Pull every line containing "MessageDescriptor" from the entries.

··· DATASET CONTENT

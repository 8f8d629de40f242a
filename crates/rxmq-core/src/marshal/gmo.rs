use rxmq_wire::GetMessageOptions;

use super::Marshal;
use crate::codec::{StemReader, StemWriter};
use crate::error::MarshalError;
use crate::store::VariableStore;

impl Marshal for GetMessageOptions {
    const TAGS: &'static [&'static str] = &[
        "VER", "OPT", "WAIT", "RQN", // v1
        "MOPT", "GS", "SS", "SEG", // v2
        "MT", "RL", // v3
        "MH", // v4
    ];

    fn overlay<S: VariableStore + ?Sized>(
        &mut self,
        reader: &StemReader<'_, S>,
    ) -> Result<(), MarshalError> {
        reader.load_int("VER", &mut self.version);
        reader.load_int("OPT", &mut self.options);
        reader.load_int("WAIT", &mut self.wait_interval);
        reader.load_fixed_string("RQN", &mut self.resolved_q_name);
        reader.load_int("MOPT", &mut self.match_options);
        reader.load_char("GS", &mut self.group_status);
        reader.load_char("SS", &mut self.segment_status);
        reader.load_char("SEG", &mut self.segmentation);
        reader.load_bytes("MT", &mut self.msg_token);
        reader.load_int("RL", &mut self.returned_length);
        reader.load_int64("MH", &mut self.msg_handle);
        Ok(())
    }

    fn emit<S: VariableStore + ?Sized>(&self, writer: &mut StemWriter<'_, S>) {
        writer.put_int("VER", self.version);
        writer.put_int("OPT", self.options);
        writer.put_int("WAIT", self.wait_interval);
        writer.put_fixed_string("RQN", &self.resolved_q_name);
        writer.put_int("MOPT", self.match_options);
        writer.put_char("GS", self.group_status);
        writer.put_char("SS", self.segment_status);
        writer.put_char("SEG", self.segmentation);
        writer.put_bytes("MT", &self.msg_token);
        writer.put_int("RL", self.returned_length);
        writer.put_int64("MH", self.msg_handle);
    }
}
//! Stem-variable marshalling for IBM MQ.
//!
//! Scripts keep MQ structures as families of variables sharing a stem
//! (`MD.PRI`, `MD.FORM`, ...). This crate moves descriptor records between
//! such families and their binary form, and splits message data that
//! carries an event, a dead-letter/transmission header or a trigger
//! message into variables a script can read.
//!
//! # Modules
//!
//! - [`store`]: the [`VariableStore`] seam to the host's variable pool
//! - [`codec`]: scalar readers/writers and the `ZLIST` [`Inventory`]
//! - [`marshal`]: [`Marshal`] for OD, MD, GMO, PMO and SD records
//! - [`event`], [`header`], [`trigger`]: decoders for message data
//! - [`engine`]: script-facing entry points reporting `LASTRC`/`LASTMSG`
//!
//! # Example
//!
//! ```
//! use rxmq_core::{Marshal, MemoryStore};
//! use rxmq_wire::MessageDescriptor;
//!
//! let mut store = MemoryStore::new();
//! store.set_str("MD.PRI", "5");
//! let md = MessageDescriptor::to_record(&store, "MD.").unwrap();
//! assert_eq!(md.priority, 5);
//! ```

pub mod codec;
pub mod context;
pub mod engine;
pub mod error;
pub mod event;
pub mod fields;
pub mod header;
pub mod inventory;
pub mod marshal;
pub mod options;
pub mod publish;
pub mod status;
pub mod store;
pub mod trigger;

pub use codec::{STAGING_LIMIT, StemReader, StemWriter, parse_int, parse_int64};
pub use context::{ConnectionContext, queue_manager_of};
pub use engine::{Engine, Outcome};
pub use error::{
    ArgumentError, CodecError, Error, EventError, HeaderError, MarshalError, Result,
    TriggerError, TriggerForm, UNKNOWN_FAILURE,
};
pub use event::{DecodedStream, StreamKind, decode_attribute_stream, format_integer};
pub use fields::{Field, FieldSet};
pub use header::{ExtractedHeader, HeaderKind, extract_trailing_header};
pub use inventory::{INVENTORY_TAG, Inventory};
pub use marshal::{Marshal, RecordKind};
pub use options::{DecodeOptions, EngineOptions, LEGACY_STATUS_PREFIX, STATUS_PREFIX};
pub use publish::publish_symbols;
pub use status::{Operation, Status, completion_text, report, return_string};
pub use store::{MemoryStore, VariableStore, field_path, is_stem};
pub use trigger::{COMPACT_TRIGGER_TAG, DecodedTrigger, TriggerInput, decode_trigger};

······
··· DATASET CONTENT

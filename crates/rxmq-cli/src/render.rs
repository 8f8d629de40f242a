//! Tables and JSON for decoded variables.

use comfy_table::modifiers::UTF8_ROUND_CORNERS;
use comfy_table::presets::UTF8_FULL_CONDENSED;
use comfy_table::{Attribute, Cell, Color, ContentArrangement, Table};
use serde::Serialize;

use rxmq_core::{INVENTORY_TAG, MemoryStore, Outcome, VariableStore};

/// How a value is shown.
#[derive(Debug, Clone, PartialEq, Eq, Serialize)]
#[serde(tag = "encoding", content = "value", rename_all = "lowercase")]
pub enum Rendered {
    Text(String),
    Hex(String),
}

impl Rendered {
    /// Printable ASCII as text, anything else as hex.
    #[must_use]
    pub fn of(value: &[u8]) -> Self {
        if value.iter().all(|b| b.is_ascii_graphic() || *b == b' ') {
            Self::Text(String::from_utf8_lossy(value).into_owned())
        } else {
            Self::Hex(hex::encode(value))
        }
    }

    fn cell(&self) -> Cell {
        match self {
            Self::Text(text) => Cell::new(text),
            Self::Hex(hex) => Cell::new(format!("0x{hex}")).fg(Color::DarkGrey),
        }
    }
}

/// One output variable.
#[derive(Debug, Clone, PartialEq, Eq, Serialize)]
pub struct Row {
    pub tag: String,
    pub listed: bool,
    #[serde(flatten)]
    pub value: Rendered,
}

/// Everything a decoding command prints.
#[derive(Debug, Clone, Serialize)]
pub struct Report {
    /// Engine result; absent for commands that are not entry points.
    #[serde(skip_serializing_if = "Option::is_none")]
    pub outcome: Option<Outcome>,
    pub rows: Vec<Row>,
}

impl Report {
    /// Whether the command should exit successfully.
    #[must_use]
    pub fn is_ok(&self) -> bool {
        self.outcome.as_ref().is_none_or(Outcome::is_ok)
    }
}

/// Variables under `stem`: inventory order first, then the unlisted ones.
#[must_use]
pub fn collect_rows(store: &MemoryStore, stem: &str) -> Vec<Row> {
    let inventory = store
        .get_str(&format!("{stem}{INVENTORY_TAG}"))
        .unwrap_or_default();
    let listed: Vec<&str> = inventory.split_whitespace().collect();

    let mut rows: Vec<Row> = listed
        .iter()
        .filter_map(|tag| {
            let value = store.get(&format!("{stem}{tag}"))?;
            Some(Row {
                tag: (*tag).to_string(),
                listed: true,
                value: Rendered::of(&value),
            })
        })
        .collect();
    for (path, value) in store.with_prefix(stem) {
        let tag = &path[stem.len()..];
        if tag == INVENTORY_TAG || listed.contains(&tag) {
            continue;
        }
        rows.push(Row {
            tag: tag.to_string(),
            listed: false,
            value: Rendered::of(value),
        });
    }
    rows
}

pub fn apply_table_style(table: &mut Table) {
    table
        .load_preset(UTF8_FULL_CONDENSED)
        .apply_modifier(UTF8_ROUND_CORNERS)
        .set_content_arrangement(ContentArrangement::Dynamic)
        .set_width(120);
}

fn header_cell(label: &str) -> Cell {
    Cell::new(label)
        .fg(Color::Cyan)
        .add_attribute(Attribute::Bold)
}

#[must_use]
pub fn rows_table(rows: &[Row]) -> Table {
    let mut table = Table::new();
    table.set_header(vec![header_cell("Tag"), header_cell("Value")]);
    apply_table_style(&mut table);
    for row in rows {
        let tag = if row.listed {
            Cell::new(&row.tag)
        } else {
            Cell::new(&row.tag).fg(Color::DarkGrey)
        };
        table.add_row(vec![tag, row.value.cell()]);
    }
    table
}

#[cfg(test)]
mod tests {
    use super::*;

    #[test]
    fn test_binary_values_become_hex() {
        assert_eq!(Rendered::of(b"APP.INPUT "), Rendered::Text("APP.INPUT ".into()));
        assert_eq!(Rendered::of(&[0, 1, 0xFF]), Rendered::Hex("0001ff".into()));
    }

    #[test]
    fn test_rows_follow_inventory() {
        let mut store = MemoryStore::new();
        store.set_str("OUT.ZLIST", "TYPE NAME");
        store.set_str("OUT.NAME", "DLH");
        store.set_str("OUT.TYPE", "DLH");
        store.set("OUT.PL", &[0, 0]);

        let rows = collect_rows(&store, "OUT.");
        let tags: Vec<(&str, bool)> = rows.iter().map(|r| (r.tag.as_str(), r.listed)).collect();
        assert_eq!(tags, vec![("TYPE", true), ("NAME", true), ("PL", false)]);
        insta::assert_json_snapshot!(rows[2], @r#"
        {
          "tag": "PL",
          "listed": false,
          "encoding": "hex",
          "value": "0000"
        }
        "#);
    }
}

······
··· DATASET CONTENT

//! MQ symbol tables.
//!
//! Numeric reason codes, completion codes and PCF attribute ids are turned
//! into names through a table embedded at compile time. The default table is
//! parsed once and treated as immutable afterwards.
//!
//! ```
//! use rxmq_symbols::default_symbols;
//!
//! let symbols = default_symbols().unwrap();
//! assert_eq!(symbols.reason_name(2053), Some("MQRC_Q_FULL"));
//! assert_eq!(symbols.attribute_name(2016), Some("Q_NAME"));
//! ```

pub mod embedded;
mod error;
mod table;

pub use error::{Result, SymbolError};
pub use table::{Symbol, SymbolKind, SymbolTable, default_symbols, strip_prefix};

······

> RESULT BELOW:
//! use rxmq_wire::MessageDescriptor;
//! let md = MessageDescriptor::to_record(&store, "MD.").unwrap();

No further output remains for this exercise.